=== MATERIALS PROVIDED ===
######

use std::sync::Arc;
use tokio::sync::broadcast;

use crate::clients::gotrue::GoTrueClient;
use crate::clients::postgrest::PostgrestClient;
use crate::config::Config;
use crate::domain::events::NotificationEvent;
use crate::models::AuthUser;
use crate::services::{AuthService, CatalogService, GoTrueAuthService};
use crate::session::SessionFile;
use crate::store::{CatalogStore, RestCatalogStore};

const EVENT_BUS_BUFFER: usize = 100;

/// Everything a command needs, wired from one [`Config`].
#[derive(Clone)]
pub struct SharedState {
    pub config: Arc<Config>,

    pub auth: Arc<dyn AuthService>,

    pub catalog: Arc<CatalogService>,

    pub event_bus: broadcast::Sender<NotificationEvent>,
}

impl SharedState {
    pub fn new(config: Config) -> anyhow::Result<Self> {
        let postgrest = PostgrestClient::new(&config.backend)
            .map_err(|e| anyhow::anyhow!("Failed to build backend client: {e}"))?;
        let gotrue = GoTrueClient::new(&config.backend)
            .map_err(|e| anyhow::anyhow!("Failed to build auth client: {e}"))?;

        let store: Arc<dyn CatalogStore> = Arc::new(RestCatalogStore::new(postgrest.clone()));
        let session_file = SessionFile::new(config.session.resolved_path());
        let auth: Arc<dyn AuthService> = Arc::new(GoTrueAuthService::new(
            gotrue,
            postgrest,
            Arc::clone(&store),
            session_file,
        ));

        let (event_bus, _) = broadcast::channel(EVENT_BUS_BUFFER);
        let catalog = Arc::new(CatalogService::new(store, event_bus.clone()));

        Ok(Self {
            config: Arc::new(config),
            auth,
            catalog,
            event_bus,
        })
    }

    /// Restores the persisted session and points the catalog at it.
    ///
    /// Returns `None` when nobody is signed in.
    pub async fn resume(&self) -> anyhow::Result<Option<AuthUser>> {
        let user = self.auth.restore_session().await?;
        self.catalog.on_identity_changed(user.clone()).await?;
        Ok(user)
    }

    /// Like [`SharedState::resume`] but fails when nobody is signed in.
    pub async fn require_user(&self) -> anyhow::Result<AuthUser> {
        self.resume()
            .await?
            .ok_or_else(|| anyhow::anyhow!("Not signed in. Run 'animedash login <email>' first."))
    }
}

######

=== WHAT THE EXERCISE ASKS ===
Exactly how many lines in the listing above contain the string "PostgrestClient"? Give the number without comment.

=== RESULT OF THIS EXERCISE ===
2